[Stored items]

○ ○ ○ ○ ○ ○ ○

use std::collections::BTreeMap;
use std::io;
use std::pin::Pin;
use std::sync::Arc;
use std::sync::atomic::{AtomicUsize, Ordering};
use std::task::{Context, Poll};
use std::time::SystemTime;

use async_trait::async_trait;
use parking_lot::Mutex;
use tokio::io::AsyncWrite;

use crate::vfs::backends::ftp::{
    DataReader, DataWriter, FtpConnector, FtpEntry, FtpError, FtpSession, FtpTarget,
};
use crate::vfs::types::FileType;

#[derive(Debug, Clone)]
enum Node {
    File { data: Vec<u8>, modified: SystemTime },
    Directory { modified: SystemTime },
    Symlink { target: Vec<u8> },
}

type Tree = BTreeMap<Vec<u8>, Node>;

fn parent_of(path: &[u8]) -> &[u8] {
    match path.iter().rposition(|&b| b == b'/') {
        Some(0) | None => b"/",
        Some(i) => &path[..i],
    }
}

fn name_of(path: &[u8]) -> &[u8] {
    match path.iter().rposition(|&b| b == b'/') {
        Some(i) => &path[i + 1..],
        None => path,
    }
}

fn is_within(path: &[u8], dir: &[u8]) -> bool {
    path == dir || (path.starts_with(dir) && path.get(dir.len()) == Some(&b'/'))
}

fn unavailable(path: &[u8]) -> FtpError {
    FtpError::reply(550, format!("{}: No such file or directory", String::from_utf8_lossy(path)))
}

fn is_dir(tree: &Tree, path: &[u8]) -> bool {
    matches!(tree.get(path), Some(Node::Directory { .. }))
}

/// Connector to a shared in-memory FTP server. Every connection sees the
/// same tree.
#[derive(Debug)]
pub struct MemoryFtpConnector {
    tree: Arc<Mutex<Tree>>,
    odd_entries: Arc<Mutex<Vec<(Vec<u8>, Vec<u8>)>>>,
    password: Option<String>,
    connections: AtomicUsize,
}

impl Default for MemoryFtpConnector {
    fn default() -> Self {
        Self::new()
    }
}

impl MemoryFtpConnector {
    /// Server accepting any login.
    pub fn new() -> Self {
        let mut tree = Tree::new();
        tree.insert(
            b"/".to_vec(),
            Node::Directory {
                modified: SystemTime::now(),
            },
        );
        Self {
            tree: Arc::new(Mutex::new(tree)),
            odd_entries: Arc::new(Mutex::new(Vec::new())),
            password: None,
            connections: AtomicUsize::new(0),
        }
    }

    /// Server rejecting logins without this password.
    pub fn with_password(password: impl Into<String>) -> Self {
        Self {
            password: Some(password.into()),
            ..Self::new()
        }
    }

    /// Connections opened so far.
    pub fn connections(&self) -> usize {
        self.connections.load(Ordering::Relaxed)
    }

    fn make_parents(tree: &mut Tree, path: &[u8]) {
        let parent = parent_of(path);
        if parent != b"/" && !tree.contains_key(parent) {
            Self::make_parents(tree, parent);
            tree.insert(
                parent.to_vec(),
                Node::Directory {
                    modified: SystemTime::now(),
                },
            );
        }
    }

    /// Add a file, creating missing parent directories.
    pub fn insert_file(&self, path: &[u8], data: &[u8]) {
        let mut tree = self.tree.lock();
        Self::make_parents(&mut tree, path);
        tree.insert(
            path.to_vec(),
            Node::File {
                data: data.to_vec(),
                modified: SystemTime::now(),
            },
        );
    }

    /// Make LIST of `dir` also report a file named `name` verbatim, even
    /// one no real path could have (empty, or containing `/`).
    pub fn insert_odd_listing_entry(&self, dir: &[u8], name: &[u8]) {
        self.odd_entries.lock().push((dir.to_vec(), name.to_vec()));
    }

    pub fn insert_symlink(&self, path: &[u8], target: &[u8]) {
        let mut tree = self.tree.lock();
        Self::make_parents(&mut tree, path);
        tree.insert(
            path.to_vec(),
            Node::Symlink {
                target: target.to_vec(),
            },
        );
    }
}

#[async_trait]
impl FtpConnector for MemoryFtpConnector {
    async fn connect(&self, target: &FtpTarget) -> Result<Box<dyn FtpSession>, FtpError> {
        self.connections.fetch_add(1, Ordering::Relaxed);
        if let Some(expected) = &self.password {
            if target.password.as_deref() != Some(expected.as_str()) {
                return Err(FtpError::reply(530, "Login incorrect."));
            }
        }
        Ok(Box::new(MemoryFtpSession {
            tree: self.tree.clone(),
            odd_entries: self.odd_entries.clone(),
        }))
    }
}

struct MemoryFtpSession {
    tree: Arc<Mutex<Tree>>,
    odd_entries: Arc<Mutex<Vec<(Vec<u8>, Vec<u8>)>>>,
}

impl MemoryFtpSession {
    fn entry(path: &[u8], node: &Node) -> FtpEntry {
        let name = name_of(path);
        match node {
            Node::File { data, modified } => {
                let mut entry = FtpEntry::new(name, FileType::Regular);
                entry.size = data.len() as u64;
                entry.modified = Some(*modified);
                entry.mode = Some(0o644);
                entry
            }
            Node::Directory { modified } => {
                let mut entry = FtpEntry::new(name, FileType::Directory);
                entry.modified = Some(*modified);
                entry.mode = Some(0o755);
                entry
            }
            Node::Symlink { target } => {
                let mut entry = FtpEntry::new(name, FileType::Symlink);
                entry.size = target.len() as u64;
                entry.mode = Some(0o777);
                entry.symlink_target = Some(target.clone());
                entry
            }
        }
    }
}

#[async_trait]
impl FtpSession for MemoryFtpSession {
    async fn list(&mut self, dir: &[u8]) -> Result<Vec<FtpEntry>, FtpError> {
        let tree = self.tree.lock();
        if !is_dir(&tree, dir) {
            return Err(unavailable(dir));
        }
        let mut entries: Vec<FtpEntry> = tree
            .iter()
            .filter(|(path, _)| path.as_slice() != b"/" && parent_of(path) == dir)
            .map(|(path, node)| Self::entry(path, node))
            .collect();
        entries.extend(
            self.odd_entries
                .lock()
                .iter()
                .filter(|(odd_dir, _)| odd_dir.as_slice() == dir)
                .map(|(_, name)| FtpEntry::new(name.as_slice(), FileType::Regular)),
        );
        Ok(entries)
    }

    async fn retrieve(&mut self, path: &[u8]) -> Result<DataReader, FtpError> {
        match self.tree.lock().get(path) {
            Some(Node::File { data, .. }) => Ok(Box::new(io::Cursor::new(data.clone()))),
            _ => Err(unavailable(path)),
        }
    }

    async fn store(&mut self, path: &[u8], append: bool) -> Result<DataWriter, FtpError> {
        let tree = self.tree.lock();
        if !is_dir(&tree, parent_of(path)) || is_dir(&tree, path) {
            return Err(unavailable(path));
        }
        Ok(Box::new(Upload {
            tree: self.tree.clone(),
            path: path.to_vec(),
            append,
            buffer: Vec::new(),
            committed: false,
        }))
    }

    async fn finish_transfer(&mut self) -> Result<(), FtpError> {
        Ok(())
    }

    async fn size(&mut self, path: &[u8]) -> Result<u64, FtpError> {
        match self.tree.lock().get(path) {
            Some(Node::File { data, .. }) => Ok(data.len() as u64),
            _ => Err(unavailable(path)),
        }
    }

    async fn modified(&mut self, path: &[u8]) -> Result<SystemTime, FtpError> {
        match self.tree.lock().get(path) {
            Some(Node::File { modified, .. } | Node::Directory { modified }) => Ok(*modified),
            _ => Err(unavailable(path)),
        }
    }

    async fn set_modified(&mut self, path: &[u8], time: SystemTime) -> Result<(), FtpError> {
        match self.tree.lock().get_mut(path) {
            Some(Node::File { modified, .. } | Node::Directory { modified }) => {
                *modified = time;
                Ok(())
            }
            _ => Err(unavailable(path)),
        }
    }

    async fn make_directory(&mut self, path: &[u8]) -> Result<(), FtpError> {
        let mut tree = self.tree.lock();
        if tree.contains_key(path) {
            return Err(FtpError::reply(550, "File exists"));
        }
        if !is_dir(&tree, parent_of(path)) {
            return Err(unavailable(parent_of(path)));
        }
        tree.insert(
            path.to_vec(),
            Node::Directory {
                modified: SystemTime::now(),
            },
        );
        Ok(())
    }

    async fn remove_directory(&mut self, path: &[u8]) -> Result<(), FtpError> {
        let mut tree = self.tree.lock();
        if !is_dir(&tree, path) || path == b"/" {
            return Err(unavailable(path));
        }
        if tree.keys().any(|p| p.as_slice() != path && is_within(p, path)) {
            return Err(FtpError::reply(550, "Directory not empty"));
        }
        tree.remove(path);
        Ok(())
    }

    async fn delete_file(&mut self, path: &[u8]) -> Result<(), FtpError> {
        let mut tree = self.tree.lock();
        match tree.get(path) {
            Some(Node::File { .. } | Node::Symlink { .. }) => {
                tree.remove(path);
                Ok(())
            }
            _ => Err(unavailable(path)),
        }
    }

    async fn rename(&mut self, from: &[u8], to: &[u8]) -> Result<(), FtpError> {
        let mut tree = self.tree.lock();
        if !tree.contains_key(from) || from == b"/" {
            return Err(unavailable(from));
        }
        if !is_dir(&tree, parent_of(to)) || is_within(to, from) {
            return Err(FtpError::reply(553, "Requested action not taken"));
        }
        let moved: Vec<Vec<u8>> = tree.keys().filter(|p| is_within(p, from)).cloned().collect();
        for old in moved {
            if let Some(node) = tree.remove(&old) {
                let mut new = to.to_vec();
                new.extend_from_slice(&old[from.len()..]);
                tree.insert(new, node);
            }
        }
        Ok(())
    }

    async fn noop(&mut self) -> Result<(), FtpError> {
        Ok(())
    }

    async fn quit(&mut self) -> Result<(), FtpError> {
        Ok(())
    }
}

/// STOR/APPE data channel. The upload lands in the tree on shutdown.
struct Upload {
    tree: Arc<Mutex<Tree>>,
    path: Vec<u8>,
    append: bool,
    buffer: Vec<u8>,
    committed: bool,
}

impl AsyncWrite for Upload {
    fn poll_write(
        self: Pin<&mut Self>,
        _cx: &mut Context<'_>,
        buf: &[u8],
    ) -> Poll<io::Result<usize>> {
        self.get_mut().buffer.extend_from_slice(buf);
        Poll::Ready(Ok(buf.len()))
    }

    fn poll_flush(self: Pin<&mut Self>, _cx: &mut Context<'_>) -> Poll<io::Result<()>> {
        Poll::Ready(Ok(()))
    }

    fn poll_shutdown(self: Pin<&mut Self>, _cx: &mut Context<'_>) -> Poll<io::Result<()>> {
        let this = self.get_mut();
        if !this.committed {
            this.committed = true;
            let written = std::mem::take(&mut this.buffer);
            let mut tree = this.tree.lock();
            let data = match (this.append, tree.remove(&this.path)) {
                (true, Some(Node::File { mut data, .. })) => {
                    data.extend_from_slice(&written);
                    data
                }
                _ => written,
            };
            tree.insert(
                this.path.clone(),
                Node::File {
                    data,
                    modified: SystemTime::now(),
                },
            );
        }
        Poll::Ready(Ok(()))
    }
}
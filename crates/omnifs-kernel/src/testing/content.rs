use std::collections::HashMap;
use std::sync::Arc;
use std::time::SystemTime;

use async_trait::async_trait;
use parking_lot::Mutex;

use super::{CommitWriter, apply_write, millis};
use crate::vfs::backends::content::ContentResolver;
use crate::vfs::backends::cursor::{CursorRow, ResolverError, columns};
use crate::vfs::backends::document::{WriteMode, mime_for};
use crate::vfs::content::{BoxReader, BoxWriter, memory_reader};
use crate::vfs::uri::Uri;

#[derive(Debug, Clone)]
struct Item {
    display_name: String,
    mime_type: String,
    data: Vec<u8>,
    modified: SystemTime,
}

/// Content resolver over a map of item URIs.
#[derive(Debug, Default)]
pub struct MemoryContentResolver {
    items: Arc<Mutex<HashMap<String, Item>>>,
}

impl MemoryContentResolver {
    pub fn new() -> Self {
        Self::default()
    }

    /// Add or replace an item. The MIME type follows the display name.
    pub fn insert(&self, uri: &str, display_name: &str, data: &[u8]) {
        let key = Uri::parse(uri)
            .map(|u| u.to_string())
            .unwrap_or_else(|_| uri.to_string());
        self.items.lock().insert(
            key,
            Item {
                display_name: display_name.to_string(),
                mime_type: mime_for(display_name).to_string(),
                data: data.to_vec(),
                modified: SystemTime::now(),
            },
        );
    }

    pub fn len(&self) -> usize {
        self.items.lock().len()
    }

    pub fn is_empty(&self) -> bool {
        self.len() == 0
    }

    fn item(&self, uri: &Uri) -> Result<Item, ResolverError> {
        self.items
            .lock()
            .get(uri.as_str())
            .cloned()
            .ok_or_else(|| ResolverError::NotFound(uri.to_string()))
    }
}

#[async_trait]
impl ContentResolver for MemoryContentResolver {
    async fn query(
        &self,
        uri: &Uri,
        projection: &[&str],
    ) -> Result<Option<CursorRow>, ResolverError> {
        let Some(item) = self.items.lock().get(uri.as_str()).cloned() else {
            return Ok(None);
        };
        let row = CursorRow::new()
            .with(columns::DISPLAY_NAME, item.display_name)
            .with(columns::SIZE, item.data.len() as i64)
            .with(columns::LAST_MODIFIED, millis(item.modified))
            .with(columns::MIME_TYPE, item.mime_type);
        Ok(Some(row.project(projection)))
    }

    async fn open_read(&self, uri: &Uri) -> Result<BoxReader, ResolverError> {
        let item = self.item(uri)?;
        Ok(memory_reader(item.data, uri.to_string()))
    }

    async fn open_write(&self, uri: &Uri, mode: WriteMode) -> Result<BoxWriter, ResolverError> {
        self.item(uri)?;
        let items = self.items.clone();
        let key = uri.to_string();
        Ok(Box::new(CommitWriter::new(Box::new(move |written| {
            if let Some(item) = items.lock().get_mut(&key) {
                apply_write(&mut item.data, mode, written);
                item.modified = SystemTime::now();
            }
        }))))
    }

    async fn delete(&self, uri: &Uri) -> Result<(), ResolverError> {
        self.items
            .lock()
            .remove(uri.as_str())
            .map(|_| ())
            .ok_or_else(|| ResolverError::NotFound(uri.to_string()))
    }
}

○ ○ ○ ○ ○ ○ ○

# REQUIRED WORK
Filter the entries above and return only the lines holding "Debug".

# YOUR RESPONSE
#[derive(Debug, Clone)]
#[derive(Debug)]
#[derive(Debug, Clone)]
#[derive(Debug, Default)]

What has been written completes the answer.